# WHAT YOU WILL DO
Write out every record in full, keeping each character exactly as it is.

(Beginning of MATERIAL SUPPLIED)

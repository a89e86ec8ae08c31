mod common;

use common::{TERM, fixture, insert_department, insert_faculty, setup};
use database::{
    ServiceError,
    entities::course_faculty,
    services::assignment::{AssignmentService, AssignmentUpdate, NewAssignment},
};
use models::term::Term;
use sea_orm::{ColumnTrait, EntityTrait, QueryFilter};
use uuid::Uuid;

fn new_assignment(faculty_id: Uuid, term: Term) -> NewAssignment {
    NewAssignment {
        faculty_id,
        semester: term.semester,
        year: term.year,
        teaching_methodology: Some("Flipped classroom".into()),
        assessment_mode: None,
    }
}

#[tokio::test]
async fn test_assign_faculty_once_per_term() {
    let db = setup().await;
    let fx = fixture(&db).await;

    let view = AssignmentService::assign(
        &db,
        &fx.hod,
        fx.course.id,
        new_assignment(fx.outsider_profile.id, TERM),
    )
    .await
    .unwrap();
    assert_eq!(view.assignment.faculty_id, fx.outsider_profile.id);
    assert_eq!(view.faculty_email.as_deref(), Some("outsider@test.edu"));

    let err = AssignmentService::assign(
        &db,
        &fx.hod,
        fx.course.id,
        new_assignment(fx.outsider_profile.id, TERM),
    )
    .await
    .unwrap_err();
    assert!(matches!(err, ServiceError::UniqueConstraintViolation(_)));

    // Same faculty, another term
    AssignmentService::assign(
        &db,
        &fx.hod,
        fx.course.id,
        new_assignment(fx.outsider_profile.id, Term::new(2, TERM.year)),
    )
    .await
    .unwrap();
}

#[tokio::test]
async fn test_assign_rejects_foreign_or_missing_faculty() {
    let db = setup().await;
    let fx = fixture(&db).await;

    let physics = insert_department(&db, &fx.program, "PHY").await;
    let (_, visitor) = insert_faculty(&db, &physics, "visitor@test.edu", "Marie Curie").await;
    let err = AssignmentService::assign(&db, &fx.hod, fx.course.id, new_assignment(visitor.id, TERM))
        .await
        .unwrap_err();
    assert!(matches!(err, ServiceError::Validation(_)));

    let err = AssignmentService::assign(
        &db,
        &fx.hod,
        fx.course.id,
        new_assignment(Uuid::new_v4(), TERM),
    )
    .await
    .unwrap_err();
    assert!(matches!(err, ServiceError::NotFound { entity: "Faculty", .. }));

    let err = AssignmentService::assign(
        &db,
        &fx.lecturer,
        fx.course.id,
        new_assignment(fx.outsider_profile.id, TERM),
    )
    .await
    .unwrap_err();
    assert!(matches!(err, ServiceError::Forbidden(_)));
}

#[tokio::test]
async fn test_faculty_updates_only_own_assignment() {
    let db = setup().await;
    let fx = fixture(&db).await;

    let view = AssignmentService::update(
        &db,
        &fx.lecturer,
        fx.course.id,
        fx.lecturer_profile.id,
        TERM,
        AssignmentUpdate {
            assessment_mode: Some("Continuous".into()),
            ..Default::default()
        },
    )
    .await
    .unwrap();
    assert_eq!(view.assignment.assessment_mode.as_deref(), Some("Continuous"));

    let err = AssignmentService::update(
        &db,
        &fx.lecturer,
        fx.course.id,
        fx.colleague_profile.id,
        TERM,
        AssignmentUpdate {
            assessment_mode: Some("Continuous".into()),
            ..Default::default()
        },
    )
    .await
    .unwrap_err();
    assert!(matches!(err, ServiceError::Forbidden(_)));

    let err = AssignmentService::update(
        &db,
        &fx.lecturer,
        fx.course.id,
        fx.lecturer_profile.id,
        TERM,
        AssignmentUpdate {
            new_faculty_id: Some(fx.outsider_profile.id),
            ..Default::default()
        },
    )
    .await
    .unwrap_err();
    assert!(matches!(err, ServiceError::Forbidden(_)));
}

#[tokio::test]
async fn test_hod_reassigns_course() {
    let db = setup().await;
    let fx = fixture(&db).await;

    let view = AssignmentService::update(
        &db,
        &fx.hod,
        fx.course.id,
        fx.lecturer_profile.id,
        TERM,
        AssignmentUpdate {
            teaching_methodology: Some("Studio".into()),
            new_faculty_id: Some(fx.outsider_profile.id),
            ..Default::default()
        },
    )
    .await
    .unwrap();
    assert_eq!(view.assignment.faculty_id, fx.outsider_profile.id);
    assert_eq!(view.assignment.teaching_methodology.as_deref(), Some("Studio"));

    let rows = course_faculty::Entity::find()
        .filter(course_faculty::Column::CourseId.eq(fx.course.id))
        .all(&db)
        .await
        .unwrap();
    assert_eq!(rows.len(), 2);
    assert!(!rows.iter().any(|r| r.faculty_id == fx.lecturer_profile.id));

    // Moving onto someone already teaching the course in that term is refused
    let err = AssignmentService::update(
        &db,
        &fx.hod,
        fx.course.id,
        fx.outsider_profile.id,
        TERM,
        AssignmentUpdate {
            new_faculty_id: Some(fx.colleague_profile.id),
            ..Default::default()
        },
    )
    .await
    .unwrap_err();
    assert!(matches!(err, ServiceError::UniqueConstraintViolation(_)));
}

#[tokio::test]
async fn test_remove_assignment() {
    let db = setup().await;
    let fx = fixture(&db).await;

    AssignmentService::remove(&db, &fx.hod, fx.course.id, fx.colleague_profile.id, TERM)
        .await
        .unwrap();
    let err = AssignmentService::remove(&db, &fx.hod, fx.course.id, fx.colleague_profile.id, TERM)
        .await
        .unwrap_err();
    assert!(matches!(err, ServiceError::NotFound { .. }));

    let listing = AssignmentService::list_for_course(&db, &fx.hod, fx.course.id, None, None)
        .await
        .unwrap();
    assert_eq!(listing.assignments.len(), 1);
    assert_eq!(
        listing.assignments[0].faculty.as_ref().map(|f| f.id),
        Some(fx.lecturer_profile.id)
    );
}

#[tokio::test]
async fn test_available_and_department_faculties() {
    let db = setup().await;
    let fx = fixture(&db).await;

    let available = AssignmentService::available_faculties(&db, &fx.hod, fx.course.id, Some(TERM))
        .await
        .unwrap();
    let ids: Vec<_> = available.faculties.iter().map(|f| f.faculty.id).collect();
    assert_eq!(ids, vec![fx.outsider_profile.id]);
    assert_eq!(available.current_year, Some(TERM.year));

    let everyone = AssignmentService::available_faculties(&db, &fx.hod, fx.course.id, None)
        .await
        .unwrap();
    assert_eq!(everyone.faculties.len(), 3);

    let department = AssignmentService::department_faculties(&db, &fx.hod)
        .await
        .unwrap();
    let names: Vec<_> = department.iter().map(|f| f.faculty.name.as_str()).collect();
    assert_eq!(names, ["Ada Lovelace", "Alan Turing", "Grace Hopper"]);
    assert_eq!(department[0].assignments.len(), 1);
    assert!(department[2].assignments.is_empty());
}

(End of MATERIAL SUPPLIED)

# EXERCISE ANSWER
repository a89e86ec8ae08c31
mod common;

use common::{TERM, fixture, insert_department, insert_faculty, setup};
use database::{
    ServiceError,
    entities::course_faculty,
    services::assignment::{AssignmentService, AssignmentUpdate, NewAssignment},
};
use models::term::Term;
use sea_orm::{ColumnTrait, EntityTrait, QueryFilter};
use uuid::Uuid;

fn new_assignment(faculty_id: Uuid, term: Term) -> NewAssignment {
    NewAssignment {
        faculty_id,
        semester: term.semester,
        year: term.year,
        teaching_methodology: Some("Flipped classroom".into()),
        assessment_mode: None,
    }
}

#[tokio::test]
async fn test_assign_faculty_once_per_term() {
    let db = setup().await;
    let fx = fixture(&db).await;

    let view = AssignmentService::assign(
        &db,
        &fx.hod,
        fx.course.id,
        new_assignment(fx.outsider_profile.id, TERM),
    )
    .await
    .unwrap();
    assert_eq!(view.assignment.faculty_id, fx.outsider_profile.id);
    assert_eq!(view.faculty_email.as_deref(), Some("outsider@test.edu"));

    let err = AssignmentService::assign(
        &db,
        &fx.hod,
        fx.course.id,
        new_assignment(fx.outsider_profile.id, TERM),
    )
    .await
    .unwrap_err();
    assert!(matches!(err, ServiceError::UniqueConstraintViolation(_)));

    // Same faculty, another term
    AssignmentService::assign(
        &db,
        &fx.hod,
        fx.course.id,
        new_assignment(fx.outsider_profile.id, Term::new(2, TERM.year)),
    )
    .await
    .unwrap();
}

#[tokio::test]
async fn test_assign_rejects_foreign_or_missing_faculty() {
    let db = setup().await;
    let fx = fixture(&db).await;

    let physics = insert_department(&db, &fx.program, "PHY").await;
    let (_, visitor) = insert_faculty(&db, &physics, "visitor@test.edu", "Marie Curie").await;
    let err = AssignmentService::assign(&db, &fx.hod, fx.course.id, new_assignment(visitor.id, TERM))
        .await
        .unwrap_err();
    assert!(matches!(err, ServiceError::Validation(_)));

    let err = AssignmentService::assign(
        &db,
        &fx.hod,
        fx.course.id,
        new_assignment(Uuid::new_v4(), TERM),
    )
    .await
    .unwrap_err();
    assert!(matches!(err, ServiceError::NotFound { entity: "Faculty", .. }));

    let err = AssignmentService::assign(
        &db,
        &fx.lecturer,
        fx.course.id,
        new_assignment(fx.outsider_profile.id, TERM),
    )
    .await
    .unwrap_err();
    assert!(matches!(err, ServiceError::Forbidden(_)));
}

#[tokio::test]
async fn test_faculty_updates_only_own_assignment() {
    let db = setup().await;
    let fx = fixture(&db).await;

    let view = AssignmentService::update(
        &db,
        &fx.lecturer,
        fx.course.id,
        fx.lecturer_profile.id,
        TERM,
        AssignmentUpdate {
            assessment_mode: Some("Continuous".into()),
            ..Default::default()
        },
    )
    .await
    .unwrap();
    assert_eq!(view.assignment.assessment_mode.as_deref(), Some("Continuous"));

    let err = AssignmentService::update(
        &db,
        &fx.lecturer,
        fx.course.id,
        fx.colleague_profile.id,
        TERM,
        AssignmentUpdate {
            assessment_mode: Some("Continuous".into()),
            ..Default::default()
        },
    )
    .await
    .unwrap_err();
    assert!(matches!(err, ServiceError::Forbidden(_)));

    let err = AssignmentService::update(
        &db,
        &fx.lecturer,
        fx.course.id,
        fx.lecturer_profile.id,
        TERM,
        AssignmentUpdate {
            new_faculty_id: Some(fx.outsider_profile.id),
            ..Default::default()
        },
    )
    .await
    .unwrap_err();
    assert!(matches!(err, ServiceError::Forbidden(_)));
}

#[tokio::test]
async fn test_hod_reassigns_course() {
    let db = setup().await;
    let fx = fixture(&db).await;

    let view = AssignmentService::update(
        &db,
        &fx.hod,
        fx.course.id,
        fx.lecturer_profile.id,
        TERM,
        AssignmentUpdate {
            teaching_methodology: Some("Studio".into()),
            new_faculty_id: Some(fx.outsider_profile.id),
            ..Default::default()
        },
    )
    .await
    .unwrap();
    assert_eq!(view.assignment.faculty_id, fx.outsider_profile.id);
    assert_eq!(view.assignment.teaching_methodology.as_deref(), Some("Studio"));

    let rows = course_faculty::Entity::find()
        .filter(course_faculty::Column::CourseId.eq(fx.course.id))
        .all(&db)
        .await
        .unwrap();
    assert_eq!(rows.len(), 2);
    assert!(!rows.iter().any(|r| r.faculty_id == fx.lecturer_profile.id));

    // Moving onto someone already teaching the course in that term is refused
    let err = AssignmentService::update(
        &db,
        &fx.hod,
        fx.course.id,
        fx.outsider_profile.id,
        TERM,
        AssignmentUpdate {
            new_faculty_id: Some(fx.colleague_profile.id),
            ..Default::default()
        },
    )
    .await
    .unwrap_err();
    assert!(matches!(err, ServiceError::UniqueConstraintViolation(_)));
}

#[tokio::test]
async fn test_remove_assignment() {
    let db = setup().await;
    let fx = fixture(&db).await;

    AssignmentService::remove(&db, &fx.hod, fx.course.id, fx.colleague_profile.id, TERM)
        .await
        .unwrap();
    let err = AssignmentService::remove(&db, &fx.hod, fx.course.id, fx.colleague_profile.id, TERM)
        .await
        .unwrap_err();
    assert!(matches!(err, ServiceError::NotFound { .. }));

    let listing = AssignmentService::list_for_course(&db, &fx.hod, fx.course.id, None, None)
        .await
        .unwrap();
    assert_eq!(listing.assignments.len(), 1);
    assert_eq!(
        listing.assignments[0].faculty.as_ref().map(|f| f.id),
        Some(fx.lecturer_profile.id)
    );
}

#[tokio::test]
async fn test_available_and_department_faculties() {
    let db = setup().await;
    let fx = fixture(&db).await;

    let available = AssignmentService::available_faculties(&db, &fx.hod, fx.course.id, Some(TERM))
        .await
        .unwrap();
    let ids: Vec<_> = available.faculties.iter().map(|f| f.faculty.id).collect();
    assert_eq!(ids, vec![fx.outsider_profile.id]);
    assert_eq!(available.current_year, Some(TERM.year));

    let everyone = AssignmentService::available_faculties(&db, &fx.hod, fx.course.id, None)
        .await
        .unwrap();
    assert_eq!(everyone.faculties.len(), 3);

    let department = AssignmentService::department_faculties(&db, &fx.hod)
        .await
        .unwrap();
    let names: Vec<_> = department.iter().map(|f| f.faculty.name.as_str()).collect();
    assert_eq!(names, ["Ada Lovelace", "Alan Turing", "Grace Hopper"]);
    assert_eq!(department[0].assignments.len(), 1);
    assert!(department[2].assignments.is_empty());
}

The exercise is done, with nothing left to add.